Set down, exactly, every line from the top of the listing through the one holding "pub enum DatasetState".

/---

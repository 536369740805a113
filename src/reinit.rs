/// Dataset re-initialization policy.
///
/// Before a scenario runs, the driver probes the instance for an existing
/// pgbench dataset and asks the configured policy whether to run
/// `pgbench -i` again.
use crate::session::{self, SessionError, ToolCommand};
use std::io::{BufRead, Write};

/// pgbench creates this many `pgbench_accounts` rows per scale unit.
pub const ROWS_PER_SCALE: u64 = 100_000;

/// What the probe found on the instance.
#[derive(Debug, Clone, PartialEq, Eq)]
pub enum DatasetState {
    /// `pgbench_accounts` has exactly the expected row count.
    Matches,
    /// The table exists with a different row count.
    Mismatch { rows: u64 },
    /// The table could not be read (missing, connection error, odd output).
    Unknown { reason: String },
}

/// Decides whether a dataset must be (re)initialized.
pub trait ReinitPolicy {
    /// Whether the driver should probe the instance before asking.
    fn wants_probe(&self) -> bool {
        true
    }

    fn should_initialize(&mut self, instance: &str, scale_factor: u32, state: &DatasetState)
        -> bool;
}

/// Always re-initialize.
pub struct Always;

impl ReinitPolicy for Always {
    fn wants_probe(&self) -> bool {
        false
    }

    fn should_initialize(&mut self, _: &str, _: u32, _: &DatasetState) -> bool {
        true
    }
}

/// Never initialize; the dataset is managed externally.
pub struct Never;

impl ReinitPolicy for Never {
    fn wants_probe(&self) -> bool {
        false
    }

    fn should_initialize(&mut self, _: &str, _: u32, _: &DatasetState) -> bool {
        false
    }
}

/// Initialize unless the dataset already matches the scale factor.
pub struct Auto;

impl ReinitPolicy for Auto {
    fn should_initialize(&mut self, _: &str, _: u32, state: &DatasetState) -> bool {
        *state != DatasetState::Matches
    }
}

/// Like `Auto`, but ask before skipping a matching dataset. Only `y`/`yes`
/// re-initializes a matching dataset.
pub struct Prompt<R, W> {
    input: R,
    output: W,
}

impl<R: BufRead, W: Write> Prompt<R, W> {
    pub fn new(input: R, output: W) -> Self {
        Self { input, output }
    }
}

impl<R: BufRead, W: Write> ReinitPolicy for Prompt<R, W> {
    fn should_initialize(&mut self, instance: &str, scale_factor: u32, state: &DatasetState) -> bool {
        if *state != DatasetState::Matches {
            return true;
        }

        let asked = write!(
            self.output,
            "pgbench_accounts already matches scale_factor {scale_factor} for {instance}. Re-initialize? (y/N): "
        )
        .and_then(|()| self.output.flush());
        if let Err(e) = asked {
            tracing::warn!(error = %e, "could not write re-initialize prompt");
        }

        let mut answer = String::new();
        if let Err(e) = self.input.read_line(&mut answer) {
            tracing::warn!(error = %e, "could not read answer, keeping existing dataset");
            return false;
        }
        matches!(answer.trim().to_lowercase().as_str(), "y" | "yes")
    }
}

/// Interpret the output of `SELECT COUNT(*) FROM pgbench_accounts` in unaligned tuples-only mode.
pub fn classify_count(stdout: &str, scale_factor: u32) -> DatasetState {
    match stdout.trim().parse::<u64>() {
        Ok(rows) if rows == u64::from(scale_factor) * ROWS_PER_SCALE => DatasetState::Matches,
        Ok(rows) => DatasetState::Mismatch { rows },
        Err(_) => DatasetState::Unknown {
            reason: format!("unexpected count output: {:?}", stdout.trim()),
        },
    }
}

/// Ask the instance how many pgbench accounts it holds.
///
/// Any query failure is reported as `Unknown`; only a failure to spawn
/// `psql` at all is an error.
pub async fn probe_dataset(
    psql: &str,
    conn_str: &str,
    scale_factor: u32,
) -> Result<DatasetState, SessionError> {
    let command = ToolCommand::new(psql).args([
        conn_str,
        "-X",
        "-A",
        "-t",
        "-c",
        "SELECT COUNT(*) FROM pgbench_accounts;",
    ]);
    let out = session::run_captured(&command).await?;
    if !out.success() {
        return Ok(DatasetState::Unknown {
            reason: out.error_line(),
        });
    }
    Ok(classify_count(&out.stdout, scale_factor))
}
/// Metric extraction: scan free-form tool output for named values.
///
/// Each metric is a regex with exactly one capture group plus a type
/// coercion. Only the first match counts. A miss, or a capture that does not
/// coerce, yields the metric's default (normally `None`) instead of an error,
/// so "measured zero" and "not measured" stay distinguishable.
use regex::Regex;
use serde::{Deserialize, Serialize};
use std::sync::LazyLock;

/// How a captured string is turned into a value.
#[derive(Debug, Clone, Copy, PartialEq, Eq, Deserialize, Serialize)]
#[serde(rename_all = "snake_case")]
pub enum MetricKind {
    Integer,
    Float,
    Text,
}

/// A single extracted value.
#[derive(Debug, Clone, PartialEq, Serialize)]
#[serde(untagged)]
pub enum MetricValue {
    Integer(i64),
    Float(f64),
    Text(String),
}

/// Errors raised while building a metric definition.
#[derive(Debug)]
pub enum ExtractError {
    /// The pattern is not a valid regex.
    InvalidPattern { name: String, source: regex::Error },
    /// The pattern does not have exactly one capture group.
    CaptureGroups { name: String, found: usize },
}

impl std::fmt::Display for ExtractError {
    fn fmt(&self, f: &mut std::fmt::Formatter<'_>) -> std::fmt::Result {
        match self {
            ExtractError::InvalidPattern { name, source } => {
                write!(f, "invalid pattern for metric '{name}': {source}")
            }
            ExtractError::CaptureGroups { name, found } => write!(
                f,
                "pattern for metric '{name}' must have exactly one capture group, found {found}"
            ),
        }
    }
}

impl std::error::Error for ExtractError {
    fn source(&self) -> Option<&(dyn std::error::Error + 'static)> {
        match self {
            ExtractError::InvalidPattern { source, .. } => Some(source),
            ExtractError::CaptureGroups { .. } => None,
        }
    }
}

/// Definition of one named metric.
#[derive(Debug, Clone)]
pub struct MetricSpec {
    name: String,
    pattern: Regex,
    kind: MetricKind,
    default: Option<MetricValue>,
}

impl MetricSpec {
    /// Compile a metric definition. The pattern must contain exactly one capture group.
    pub fn new(
        name: impl Into<String>,
        pattern: &str,
        kind: MetricKind,
        default: Option<MetricValue>,
    ) -> Result<Self, ExtractError> {
        let name = name.into();
        let pattern = Regex::new(pattern).map_err(|e| ExtractError::InvalidPattern {
            name: name.clone(),
            source: e,
        })?;
        // captures_len counts the implicit whole-match group
        let found = pattern.captures_len() - 1;
        if found != 1 {
            return Err(ExtractError::CaptureGroups { name, found });
        }
        Ok(Self {
            name,
            pattern,
            kind,
            default,
        })
    }

    pub fn name(&self) -> &str {
        &self.name
    }

    /// Apply this metric to `text`, falling back to the default on a miss.
    fn apply(&self, text: &str) -> Option<MetricValue> {
        let Some(raw) = self
            .pattern
            .captures(text)
            .and_then(|caps| caps.get(1))
            .map(|m| m.as_str().trim())
        else {
            return self.default.clone();
        };

        match coerce(raw, self.kind) {
            Some(value) => Some(value),
            None => {
                tracing::debug!(metric = %self.name, raw, "captured value did not coerce, using default");
                self.default.clone()
            }
        }
    }
}

fn coerce(raw: &str, kind: MetricKind) -> Option<MetricValue> {
    match kind {
        MetricKind::Integer => raw.parse::<i64>().ok().map(MetricValue::Integer),
        MetricKind::Float => raw
            .parse::<f64>()
            .ok()
            .filter(|v| v.is_finite())
            .map(MetricValue::Float),
        MetricKind::Text => Some(MetricValue::Text(raw.to_string())),
    }
}

/// Result of running a set of metric definitions over one output text.
///
/// Keeps the order of the definitions it was built from.
#[derive(Debug, Clone, Default, PartialEq)]
pub struct Extracted {
    values: Vec<(String, Option<MetricValue>)>,
}

impl Extracted {
    /// Raw value for `name`, or `None` if missing or not defined.
    pub fn get(&self, name: &str) -> Option<&MetricValue> {
        self.values
            .iter()
            .find(|(key, _)| key == name)
            .and_then(|(_, value)| value.as_ref())
    }

    pub fn integer(&self, name: &str) -> Option<i64> {
        match self.get(name) {
            Some(MetricValue::Integer(v)) => Some(*v),
            _ => None,
        }
    }

    /// Float value for `name`; integer captures are widened.
    pub fn float(&self, name: &str) -> Option<f64> {
        match self.get(name) {
            Some(MetricValue::Float(v)) => Some(*v),
            Some(MetricValue::Integer(v)) => Some(*v as f64),
            _ => None,
        }
    }

    pub fn text(&self, name: &str) -> Option<&str> {
        match self.get(name) {
            Some(MetricValue::Text(v)) => Some(v.as_str()),
            _ => None,
        }
    }

    /// Iterate all `(name, value)` pairs in definition order.
    pub fn iter(&self) -> impl Iterator<Item = (&str, Option<&MetricValue>)> {
        self.values
            .iter()
            .map(|(name, value)| (name.as_str(), value.as_ref()))
    }

    /// Metrics that matched, as a JSON object restricted to `names`.
    pub fn to_json(&self, names: &[&str]) -> serde_json::Value {
        let mut map = serde_json::Map::new();
        for (name, value) in self.iter() {
            if !names.contains(&name) {
                continue;
            }
            if let Some(value) = value {
                if let Ok(json) = serde_json::to_value(value) {
                    map.insert(name.to_string(), json);
                }
            }
        }
        serde_json::Value::Object(map)
    }
}

/// Run every metric definition over `text`.
pub fn extract(text: &str, specs: &[MetricSpec]) -> Extracted {
    Extracted {
        values: specs
            .iter()
            .map(|spec| (spec.name.clone(), spec.apply(text)))
            .collect(),
    }
}

pub const TRANSACTIONS: &str = "transactions";
pub const FAILED_TRANSACTIONS: &str = "failed_transactions";
pub const LATENCY_AVG_MS: &str = "latency_avg_ms";
pub const TPS: &str = "tps";
pub const TRANSACTION_TYPE: &str = "transaction_type";
pub const SCALE_FACTOR: &str = "scale_factor";
pub const INITIAL_CONNECTION_MS: &str = "initial_connection_ms";

pub const ELAPSED_MS: &str = "elapsed_ms";
pub const ROW_COUNT: &str = "row_count";

fn builtin(name: &str, pattern: &str, kind: MetricKind) -> MetricSpec {
    // Built-in patterns are constants covered by tests.
    MetricSpec::new(name, pattern, kind, None).unwrap()
}

static PGBENCH_METRICS: LazyLock<Vec<MetricSpec>> = LazyLock::new(|| {
    vec![
        builtin(
            TRANSACTIONS,
            r"number of transactions actually processed:\s*(\d+)",
            MetricKind::Integer,
        ),
        builtin(
            FAILED_TRANSACTIONS,
            r"number of failed transactions:\s*(\d+)",
            MetricKind::Integer,
        ),
        builtin(
            LATENCY_AVG_MS,
            r"latency average\s*=\s*([0-9.]+)\s*ms",
            MetricKind::Float,
        ),
        builtin(
            TPS,
            r"tps\s*=\s*([0-9.]+)\s*\((?:without initial connection time|excluding connections establishing)\)",
            MetricKind::Float,
        ),
        builtin(
            TRANSACTION_TYPE,
            r"transaction type:\s*(.+)",
            MetricKind::Text,
        ),
        builtin(SCALE_FACTOR, r"scaling factor:\s*(\d+)", MetricKind::Integer),
        builtin(
            INITIAL_CONNECTION_MS,
            r"initial connection time\s*=\s*([0-9.]+)\s*ms",
            MetricKind::Float,
        ),
    ]
});

static PSQL_METRICS: LazyLock<Vec<MetricSpec>> = LazyLock::new(|| {
    vec![
        builtin(ELAPSED_MS, r"Time:\s*([0-9.]+)\s*ms", MetricKind::Float),
        builtin(ROW_COUNT, r"\((\d+) rows?\)", MetricKind::Integer),
    ]
});

/// Built-in metrics for a `pgbench` run summary.
pub fn pgbench_metrics() -> &'static [MetricSpec] {
    &PGBENCH_METRICS
}

/// Built-in metrics for a `psql` run with `\timing on`.
pub fn psql_metrics() -> &'static [MetricSpec] {
    &PSQL_METRICS
}
/// Run aggregation and CSV reports.
///
/// A `RunTable` collects one record per execution, in execution order, and is
/// written exactly once when the scenario is done. The column set is fixed by
/// the record type; every row must fill every column.
use std::path::{Path, PathBuf};

/// A row type with a fixed, explicit column schema.
pub trait Record {
    /// Column names, in output order.
    const COLUMNS: &'static [&'static str];

    /// Field values in `COLUMNS` order. Unavailable values are empty strings.
    fn to_row(&self) -> Vec<String>;

    /// Whether this row records a failed execution.
    fn is_failure(&self) -> bool;
}

/// Render an optional value as a CSV field, empty for `None`.
pub fn field<T: ToString>(value: Option<T>) -> String {
    value.map(|v| v.to_string()).unwrap_or_default()
}

#[derive(Debug)]
pub enum ReportError {
    /// A row did not have one value per schema column.
    SchemaMismatch {
        row: usize,
        expected: usize,
        found: usize,
    },
    Csv { path: PathBuf, source: csv::Error },
}

impl std::fmt::Display for ReportError {
    fn fmt(&self, f: &mut std::fmt::Formatter<'_>) -> std::fmt::Result {
        match self {
            ReportError::SchemaMismatch {
                row,
                expected,
                found,
            } => write!(
                f,
                "row {row} has {found} fields but the schema has {expected} columns"
            ),
            ReportError::Csv { path, source } => {
                write!(f, "failed to write report {}: {}", path.display(), source)
            }
        }
    }
}

impl std::error::Error for ReportError {
    fn source(&self) -> Option<&(dyn std::error::Error + 'static)> {
        match self {
            ReportError::SchemaMismatch { .. } => None,
            ReportError::Csv { source, .. } => Some(source),
        }
    }
}

/// Ordered, append-only collection of records for one scenario.
#[derive(Debug)]
pub struct RunTable<R: Record> {
    rows: Vec<R>,
}

impl<R: Record> Default for RunTable<R> {
    fn default() -> Self {
        Self { rows: Vec::new() }
    }
}

impl<R: Record> RunTable<R> {
    pub fn new() -> Self {
        Self::default()
    }

    /// Append a record. Records are never modified once pushed.
    pub fn push(&mut self, record: R) {
        self.rows.push(record);
    }

    #[cfg(test)]
    pub fn rows(&self) -> &[R] {
        &self.rows
    }

    pub fn failures(&self) -> usize {
        self.rows.iter().filter(|r| r.is_failure()).count()
    }

    /// Write the header and all rows to `path`, consuming the table.
    ///
    /// Every row is checked against the schema before anything is written.
    pub fn write_csv(self, path: &Path) -> Result<usize, ReportError> {
        let rows: Vec<Vec<String>> = self.rows.iter().map(Record::to_row).collect();
        for (i, row) in rows.iter().enumerate() {
            if row.len() != R::COLUMNS.len() {
                return Err(ReportError::SchemaMismatch {
                    row: i + 1,
                    expected: R::COLUMNS.len(),
                    found: row.len(),
                });
            }
        }

        let csv_err = |e: csv::Error| ReportError::Csv {
            path: path.to_path_buf(),
            source: e,
        };

        let mut wtr = csv::Writer::from_path(path).map_err(csv_err)?;
        wtr.write_record(R::COLUMNS).map_err(csv_err)?;
        for row in &rows {
            wtr.write_record(row).map_err(csv_err)?;
        }
        wtr.flush().map_err(|e| csv_err(e.into()))?;

        tracing::info!(
            path = %path.display(),
            rows = rows.len(),
            "report written"
        );
        Ok(rows.len())
    }
}

/// A report read back from disk.
#[cfg(test)]
#[derive(Debug, Clone, PartialEq)]
pub struct CsvTable {
    pub headers: Vec<String>,
    pub rows: Vec<Vec<String>>,
}

#[cfg(test)]
impl CsvTable {
    /// Value of `column` in row `row`, `None` if the field is empty or absent.
    pub fn get(&self, row: usize, column: &str) -> Option<&str> {
        let idx = self.headers.iter().position(|h| h == column)?;
        self.rows
            .get(row)
            .and_then(|r| r.get(idx))
            .map(String::as_str)
            .filter(|v| !v.is_empty())
    }
}

/// Read a CSV report written by `RunTable::write_csv`.
#[cfg(test)]
pub fn read_csv(path: &Path) -> Result<CsvTable, csv::Error> {
    let mut rdr = csv::Reader::from_path(path)?;
    let headers = rdr.headers()?.iter().map(str::to_string).collect();
    let mut rows = Vec::new();
    for record in rdr.records() {
        rows.push(record?.iter().map(str::to_string).collect());
    }
    Ok(CsvTable { headers, rows })
}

\---

## EXPECTED ANSWER
repository 536369740805a113
filename src/reinit.rs
/// Dataset re-initialization policy.
///
/// Before a scenario runs, the driver probes the instance for an existing
/// pgbench dataset and asks the configured policy whether to run
/// `pgbench -i` again.
use crate::session::{self, SessionError, ToolCommand};
use std::io::{BufRead, Write};

/// pgbench creates this many `pgbench_accounts` rows per scale unit.
pub const ROWS_PER_SCALE: u64 = 100_000;

/// What the probe found on the instance.
#[derive(Debug, Clone, PartialEq, Eq)]
pub enum DatasetState {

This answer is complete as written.